Krankenschwestern sprechen kein Wort Deutsch
Für den Patienten war der Eingriff sehr schmerzhaft. Gemäss seiner Anwältin ist dieser unerträglich gewesen. Sie sprach von einem «Gemetzel» beim Eingriff. Deshalb wurden ihm Betäubungsspritzen gesetzt. Er sprach von fünfzig, was die beiden Beschuldigten dementierten. Für den Richter spielte die Anzahl keine Rolle. Der Eingriff am Kopf und mindestens eine Betäubungsspritze ohne ärztliche Überwachung seien als Körperverletzung zu werten, begründete er sein Urteil. Der Patient habe auch nicht eingewilligt, dass die Transplantation ohne ärztliche Überwachung durchgeführt werde.
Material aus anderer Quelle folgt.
use std::time::Duration;

use web_api::retry::*;

#[test]
fn only_server_errors_are_retryable_statuses() {
    assert!(is_retryable_status(500));
    assert!(is_retryable_status(502));
    assert!(is_retryable_status(503));
    assert!(!is_retryable_status(401));
    assert!(!is_retryable_status(429));
    assert!(!is_retryable_status(400));
}

#[test]
fn network_error_text_is_transient() {
    assert!(is_transient_error_text("connection refused"));
    assert!(is_transient_error_text("connection closed before message completed"));
    assert!(is_transient_error_text("operation timed out"));
    assert!(!is_transient_error_text("invalid header value"));
}

#[test]
fn retry_delay_is_exponential_and_capped() {
    let base = Duration::from_millis(BASE_DELAY_MS);
    assert_eq!(retry_delay(base, 0).as_millis(), 1000);
    assert_eq!(retry_delay(base, 1).as_millis(), 2000);
    assert_eq!(retry_delay(base, 2).as_millis(), 4000);
    assert_eq!(retry_delay(base, 3).as_millis(), 8000);
    assert_eq!(retry_delay(base, 10).as_millis(), u128::from(MAX_DELAY_MS));
}
use serde_json::{json, Value};

use crate::error::WebApiError;

/// Anti-hijacking prefix that opens every RPC response body.
pub const RESPONSE_SENTINEL: &str = ")]}'";
/// Tag of response entries that carry an RPC result.
pub const RESULT_TAG: &str = "wrb.fr";

/// One decoded RPC result entry.
#[derive(Debug, Clone, Default, PartialEq, Eq)]
pub struct WireFrame {
    pub rpc_id: Option<String>,
    /// JSON-encoded payload string from the entry's third slot.
    pub payload: Option<String>,
    pub identifier: Option<String>,
    pub error_code: Option<i64>,
}

impl WireFrame {
    fn from_entry(entry: &Value) -> Option<Self> {
        let slots = entry.as_array()?;
        if slots.first().and_then(Value::as_str) != Some(RESULT_TAG) {
            return None;
        }

        let text_at = |index: usize| slots.get(index).and_then(Value::as_str).map(str::to_owned);
        let error_code = slots
            .get(5)
            .and_then(|info| info.pointer("/2/0/1/0"))
            .and_then(Value::as_i64);

        Some(Self {
            rpc_id: text_at(1),
            payload: text_at(2),
            identifier: text_at(6),
            error_code,
        })
    }
}

/// Decode a framed response body into RPC result entries, in body order.
///
/// The body starts with [`RESPONSE_SENTINEL`] and continues with
/// length-prefixed JSON arrays. Length prefixes are skipped rather than
/// trusted; each chunk is read as one complete JSON value.
pub fn decode_frames(body: &str) -> Result<Vec<WireFrame>, WebApiError> {
    let rest = body
        .trim_start()
        .strip_prefix(RESPONSE_SENTINEL)
        .ok_or_else(|| WebApiError::MalformedFrames("missing response sentinel".to_owned()))?;

    let mut frames = Vec::new();
    let mut chunks = 0usize;
    let mut cursor = rest;

    loop {
        cursor = cursor.trim_start_matches(|c: char| c.is_ascii_whitespace() || c.is_ascii_digit());
        if cursor.is_empty() {
            break;
        }

        let mut stream = serde_json::Deserializer::from_str(cursor).into_iter::<Value>();
        let chunk = match stream.next() {
            Some(Ok(value)) => value,
            Some(Err(error)) => {
                return Err(WebApiError::MalformedFrames(format!(
                    "chunk {chunks} is not valid JSON: {error}"
                )))
            }
            None => break,
        };
        cursor = &cursor[stream.byte_offset()..];
        chunks += 1;

        let Some(entries) = chunk.as_array() else {
            continue;
        };
        frames.extend(entries.iter().filter_map(WireFrame::from_entry));
    }

    if chunks == 0 {
        return Err(WebApiError::MalformedFrames("no JSON chunk after sentinel".to_owned()));
    }

    Ok(frames)
}

/// Build one `wrb.fr` entry. Used to script responses.
pub fn frame_entry(rpc_id: Option<&str>, payload: Option<&str>, identifier: &str) -> Value {
    json!([RESULT_TAG, rpc_id, payload, null, null, null, identifier])
}

/// Build a failed entry carrying a service error code.
pub fn error_entry(rpc_id: Option<&str>, code: i64) -> Value {
    json!([RESULT_TAG, rpc_id, null, null, null, [8, null, [[null, [code]]]], "generic"])
}

/// Frame chunks the way the service does: sentinel, then each chunk
/// prefixed by its length.
pub fn encode_frames(chunks: &[Value]) -> String {
    let mut body = format!("{RESPONSE_SENTINEL}\n\n");
    for chunk in chunks {
        let text = chunk.to_string();
        body.push_str(&(text.chars().count() + 1).to_string());
        body.push('\n');
        body.push_str(&text);
        body.push('\n');
    }
    body
}
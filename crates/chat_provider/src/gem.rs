use serde::{Deserialize, Serialize};

/// Named prompt preamble ("Gem") the service applies to a turn.
#[derive(Debug, Clone, PartialEq, Eq, Serialize, Deserialize)]
pub struct Gem {
    pub id: String,
    pub name: String,
    #[serde(default, skip_serializing_if = "Option::is_none")]
    pub description: Option<String>,
    #[serde(default, skip_serializing_if = "Option::is_none")]
    pub prompt: Option<String>,
    /// Service-provided personas are read-only.
    #[serde(default)]
    pub predefined: bool,
}

/// Editable persona fields.
#[derive(Debug, Clone, PartialEq, Eq)]
pub struct GemDraft {
    pub name: String,
    pub prompt: String,
    pub description: String,
}

impl GemDraft {
    #[must_use]
    pub fn new(
        name: impl Into<String>,
        prompt: impl Into<String>,
        description: impl Into<String>,
    ) -> Self {
        Self {
            name: name.into(),
            prompt: prompt.into(),
            description: description.into(),
        }
    }
}

/// Persona mutation dispatched to the service.
#[derive(Debug, Clone, PartialEq, Eq)]
pub enum GemMutation {
    Create(GemDraft),
    Update { id: String, draft: GemDraft },
    Delete { id: String },
}

impl GemMutation {
    #[must_use]
    pub fn label(&self) -> &'static str {
        match self {
            Self::Create(_) => "create",
            Self::Update { .. } => "update",
            Self::Delete { .. } => "delete",
        }
    }
}
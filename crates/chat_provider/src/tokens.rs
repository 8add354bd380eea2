use serde::{Deserialize, Serialize};

/// Opaque server-issued identifiers that thread turns of one conversation.
///
/// The values are never interpreted. They are stored and re-sent verbatim,
/// and only ever change through [`ContinuationTokens::merge`].
#[derive(Debug, Clone, Default, PartialEq, Eq, Hash, Serialize, Deserialize)]
pub struct ContinuationTokens {
    #[serde(default)]
    cid: String,
    #[serde(default)]
    rid: String,
    #[serde(default)]
    rcid: String,
}

impl ContinuationTokens {
    #[must_use]
    pub fn new(cid: impl Into<String>, rid: impl Into<String>, rcid: impl Into<String>) -> Self {
        Self {
            cid: cid.into(),
            rid: rid.into(),
            rcid: rcid.into(),
        }
    }

    #[must_use]
    pub fn cid(&self) -> &str {
        &self.cid
    }

    #[must_use]
    pub fn rid(&self) -> &str {
        &self.rid
    }

    #[must_use]
    pub fn rcid(&self) -> &str {
        &self.rcid
    }

    /// Returns true when no component is set, i.e. the conversation has not
    /// been acknowledged by the server yet.
    #[must_use]
    pub fn is_new(&self) -> bool {
        self.cid.is_empty() && self.rid.is_empty() && self.rcid.is_empty()
    }

    /// Per-field merge: a non-empty received component replaces the current
    /// one, an empty received component keeps it.
    pub fn merge(&mut self, received: &ContinuationTokens) {
        merge_field(&mut self.cid, &received.cid);
        merge_field(&mut self.rid, &received.rid);
        merge_field(&mut self.rcid, &received.rcid);
    }

    /// Consuming variant of [`ContinuationTokens::merge`].
    #[must_use]
    pub fn merged(mut self, received: &ContinuationTokens) -> Self {
        self.merge(received);
        self
    }

    /// Components in wire order.
    #[must_use]
    pub fn as_array(&self) -> [&str; 3] {
        [&self.cid, &self.rid, &self.rcid]
    }
}

fn merge_field(current: &mut String, received: &str) {
    if !received.is_empty() {
        *current = received.to_owned();
    }
}
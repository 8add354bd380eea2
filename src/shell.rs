//! Line-mode chat shell.
//!
//! Reads prompts and slash commands from any `BufRead`, hands work to the
//! [`ChatController`] and renders the resulting [`UiEvent`]s. Every command
//! waits for its own completion event, so output stays in input order.

use std::io::{self, BufRead, Write};
use std::sync::mpsc::Receiver;
use std::sync::Arc;

use chat_provider::{AttachmentKind, ChatError, ModelOutput};
use history_store::{Conversation, Role};

use crate::commands::{parse_chat_command, ChatCommand, HELP_TEXT};
use crate::runtime::{ChatController, SendId, UiEvent};

const PROMPT: &str = "> ";
const DIM: &str = "\x1b[2m";
const RESET: &str = "\x1b[0m";

pub struct Shell<R, W> {
    controller: Arc<ChatController>,
    events: Receiver<UiEvent>,
    input: R,
    output: W,
    styled: bool,
}

impl<R: BufRead, W: Write> Shell<R, W> {
    #[must_use]
    pub fn new(
        controller: Arc<ChatController>,
        events: Receiver<UiEvent>,
        input: R,
        output: W,
    ) -> Self {
        Self {
            controller,
            events,
            input,
            output,
            styled: false,
        }
    }

    /// Enables ANSI dimming of orphaned turns.
    #[must_use]
    pub fn with_styling(mut self, styled: bool) -> Self {
        self.styled = styled;
        self
    }

    /// Prints the tail of a resumed conversation.
    pub fn print_transcript(&mut self, conversation: &Conversation, last: usize) -> io::Result<()> {
        writeln!(
            self.output,
            "Resumed \"{}\" ({} messages, model {})",
            conversation.title,
            conversation.messages.len(),
            conversation.model
        )?;
        let skip = conversation.messages.len().saturating_sub(last);
        for message in conversation.messages.iter().skip(skip) {
            let label = match message.role {
                Role::User => "you",
                Role::Assistant => "assistant",
            };
            if message.orphaned {
                let (dim, reset) = self.style();
                writeln!(self.output, "{dim}{label}: {} (no reply){reset}", message.content)?;
            } else {
                writeln!(self.output, "{label}: {}", message.content)?;
            }
        }
        Ok(())
    }

    /// Runs until `/exit` or end of input.
    pub fn run(&mut self) -> io::Result<()> {
        let mut line = String::new();
        loop {
            write!(self.output, "{PROMPT}")?;
            self.output.flush()?;

            line.clear();
            if self.input.read_line(&mut line)? == 0 {
                writeln!(self.output)?;
                return Ok(());
            }

            match parse_chat_command(&line) {
                Some(ChatCommand::Exit) => return Ok(()),
                Some(command) => self.dispatch(command)?,
                None if line.trim().is_empty() => {}
                None => self.send(line.trim_end_matches(['\r', '\n']))?,
            }
        }
    }

    fn dispatch(&mut self, command: ChatCommand) -> io::Result<()> {
        match command {
            ChatCommand::Help => writeln!(self.output, "{HELP_TEXT}"),
            ChatCommand::History => {
                self.controller.load_history();
                self.await_task()
            }
            ChatCommand::Gems => {
                self.controller.load_gems(false);
                self.await_task()
            }
            ChatCommand::Gem(id_or_name) => {
                self.controller.set_gem(id_or_name);
                self.await_task()
            }
            ChatCommand::Model(model) => {
                self.controller.set_model(model);
                self.await_task()
            }
            ChatCommand::File(path) => {
                self.controller.attach(path, Some(AttachmentKind::File));
                self.await_task()
            }
            ChatCommand::Image(path) => {
                self.controller.attach(path, Some(AttachmentKind::Image));
                self.await_task()
            }
            ChatCommand::Clear => {
                let dropped = self.controller.clear_attachments();
                writeln!(self.output, "Cleared {dropped} pending attachment(s).")
            }
            ChatCommand::Export { path, format } => {
                self.controller.export(path, format);
                self.await_task()
            }
            ChatCommand::Choose(index) => {
                self.controller.choose_candidate(index);
                self.await_task()
            }
            ChatCommand::Invalid { command, reason } => {
                writeln!(self.output, "{command}: {reason}")
            }
            ChatCommand::Unknown(head) => {
                writeln!(self.output, "Unknown command {head}; try /help")
            }
            ChatCommand::Exit => Ok(()),
        }
    }

    fn send(&mut self, prompt: &str) -> io::Result<()> {
        match self.controller.submit(prompt) {
            Ok(send_id) => self.await_send(send_id),
            Err(error) => self.render_error(&error),
        }
    }

    fn await_send(&mut self, send_id: SendId) -> io::Result<()> {
        loop {
            let Some(event) = self.next_event() else {
                return Ok(());
            };
            let done = event.ends_send(send_id);
            self.render(event)?;
            if done {
                return Ok(());
            }
        }
    }

    /// Waits for the completion event of one background task.
    fn await_task(&mut self) -> io::Result<()> {
        loop {
            let Some(event) = self.next_event() else {
                return Ok(());
            };
            let done = !matches!(event, UiEvent::SendStarted { .. });
            self.render(event)?;
            if done {
                return Ok(());
            }
        }
    }

    fn next_event(&self) -> Option<UiEvent> {
        self.events.recv().ok()
    }

    fn render(&mut self, event: UiEvent) -> io::Result<()> {
        match event {
            UiEvent::SendStarted { attachments, .. } => {
                if attachments > 0 {
                    writeln!(self.output, "(sending with {attachments} attachment(s))")?;
                }
                Ok(())
            }
            UiEvent::Reply { output, .. } => self.render_output(&output),
            UiEvent::SendFailed { error, .. } => self.render_error(&error),
            UiEvent::AttachmentAdded(handle) => writeln!(
                self.output,
                "Attached {} ({}, {}); it goes with your next message.",
                handle.name,
                handle.kind.as_str(),
                handle.mime
            ),
            UiEvent::GemsLoaded(jar) => {
                if jar.is_empty() {
                    return writeln!(self.output, "No gems available.");
                }
                for gem in &jar {
                    let marker = if gem.predefined { " (predefined)" } else { "" };
                    match &gem.description {
                        Some(description) => writeln!(
                            self.output,
                            "{}  {}{marker} - {description}",
                            gem.id, gem.name
                        )?,
                        None => writeln!(self.output, "{}  {}{marker}", gem.id, gem.name)?,
                    }
                }
                Ok(())
            }
            UiEvent::GemSelected(Some(gem)) => {
                writeln!(self.output, "Using gem {} ({}).", gem.name, gem.id)
            }
            UiEvent::GemSelected(None) => writeln!(self.output, "Gem cleared."),
            UiEvent::HistoryLoaded(summaries) => {
                if summaries.is_empty() {
                    return writeln!(self.output, "No stored conversations.");
                }
                for summary in summaries {
                    let star = if summary.favorite { "*" } else { " " };
                    writeln!(
                        self.output,
                        "{star} {}  {}  [{}]  {}",
                        summary.id, summary.title, summary.model, summary.updated_at
                    )?;
                }
                Ok(())
            }
            UiEvent::Exported { path, format } => writeln!(
                self.output,
                "Exported {} to {}.",
                format.extension(),
                path.display()
            ),
            UiEvent::CandidateChosen { index, candidate } => {
                writeln!(self.output, "Candidate {index}:")?;
                writeln!(self.output, "{}", candidate.text)
            }
            UiEvent::ModelChanged(model) => writeln!(self.output, "Model set to {model}."),
            UiEvent::TaskFailed { error, .. } => self.render_error(&error),
        }
    }

    fn render_output(&mut self, output: &ModelOutput) -> io::Result<()> {
        let candidate = output.chosen_candidate();
        if let Some(thoughts) = candidate.thoughts.as_deref() {
            let (dim, reset) = self.style();
            writeln!(self.output, "{dim}[thoughts] {thoughts}{reset}")?;
        }
        writeln!(self.output, "{}", candidate.text)?;
        for image in &candidate.web_images {
            let label = if image.title.is_empty() {
                &image.url
            } else {
                &image.title
            };
            writeln!(self.output, "  image: {label} <{}>", image.url)?;
        }
        for image in &candidate.generated_images {
            let label = image.title.as_deref().unwrap_or("generated image");
            writeln!(self.output, "  image: {label} <{}>", image.url)?;
        }
        let count = output.candidates().len();
        if count > 1 {
            writeln!(
                self.output,
                "({count} candidates; /choose 0-{} to switch)",
                count - 1
            )?;
        }
        Ok(())
    }

    fn render_error(&mut self, error: &ChatError) -> io::Result<()> {
        writeln!(self.output, "error: {}", error.banner())
    }

    fn style(&self) -> (&'static str, &'static str) {
        if self.styled {
            (DIM, RESET)
        } else {
            ("", "")
        }
    }
}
Unklar ist, ob die beiden Krankenschwestern dem Patienten als Ärztinnen vorgestellt worden sind. Das lasse sich nicht mehr erstellen, sagte der Richter. Auch nicht, ob die Frauen aus der Türkei dies mitgekriegt oder verstanden hätten – beide sprechen kein Wort Deutsch, während der Verhandlung übersetzt eine Dolmetscherin laufend. Deswegen könnten sie nicht wegen Betrugs verurteilt werden, sagte der Richter.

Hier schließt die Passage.